Apart from public nuisance and varoa that others have talked about you also have the loss of honey production both from the depopulation of your hive and competition with feral hives. Reproduction is also pretty dangerous to hives and even before varoa the survival rate of swarms was not high. Many hives that swarm also end up hopelessly queenless and die without intervention. This gets even worse when they swarm later in the spring, usually sometime in November and when these great big strong hives go they tend to follow-up the initial swarm led by the old Queen with after swarms led by virgins and in many of these hives you will end up with a handful of queenless bees. A good spring flow followed by a dearth period can lead to very difficult swarming conditions that are very hard to stop.

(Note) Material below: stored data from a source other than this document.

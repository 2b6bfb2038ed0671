//! What the full-screen layers look like in each phase.
//!
//! Two layers exist: the star mask (opaque overlay with a star-shaped hole
//! whose scale animates) and the plain cover shown while the route changes.
//! The mascot itself always renders above both.

use crate::constants::{MASK_SCALE_CLOSED, MASK_SCALE_OPEN};
use crate::geometry::ease_in_out_cubic;
use crate::transition::Phase;

#[derive(Clone, Copy, Debug, PartialEq)]
pub struct OverlayState {
    pub mask_visible: bool,
    /// Scale of the star cutout; `MASK_SCALE_OPEN` shows the whole page,
    /// `MASK_SCALE_CLOSED` hides it.
    pub mask_scale: f32,
    pub cover_visible: bool,
}

impl OverlayState {
    pub const HIDDEN: OverlayState = OverlayState {
        mask_visible: false,
        mask_scale: MASK_SCALE_OPEN,
        cover_visible: false,
    };
}

#[inline]
fn lerp(a: f32, b: f32, t: f32) -> f32 {
    a + (b - a) * t
}

pub fn overlay_for(phase: Phase, progress: f32) -> OverlayState {
    match phase {
        Phase::Idle | Phase::Moving => OverlayState::HIDDEN,
        Phase::Closing => OverlayState {
            mask_visible: true,
            mask_scale: lerp(MASK_SCALE_OPEN, MASK_SCALE_CLOSED, ease_in_out_cubic(progress)),
            cover_visible: false,
        },
        Phase::Holding => OverlayState {
            mask_visible: true,
            mask_scale: MASK_SCALE_CLOSED,
            cover_visible: true,
        },
        Phase::PoffuEffect => OverlayState {
            mask_visible: false,
            mask_scale: MASK_SCALE_CLOSED,
            cover_visible: true,
        },
        Phase::Opening => OverlayState {
            mask_visible: true,
            mask_scale: lerp(MASK_SCALE_CLOSED, MASK_SCALE_OPEN, ease_in_out_cubic(progress)),
            cover_visible: false,
        },
    }
}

I can't prove it but I'm pretty sure that when bees swarm in an apiary situation they tend to gather up a lot of the other bees flying around the same time and when a good portion of an apiary swarms you can end up with not only a whole lot of weak and often queenless hives but also the hives that didn't swarm have lost most of their field bees as well.
Many years ago we used to also do a lot of mini mating nukes and often if you didn't cage the Queen's within a few days of them starting to lay they would swarm with multiple units and queens all ending up in little swarms with up to 10 queens.
Note. Queens should ideally not be caged before they have sealed brood at the very minimum. The queens from those mini nukes were not the best.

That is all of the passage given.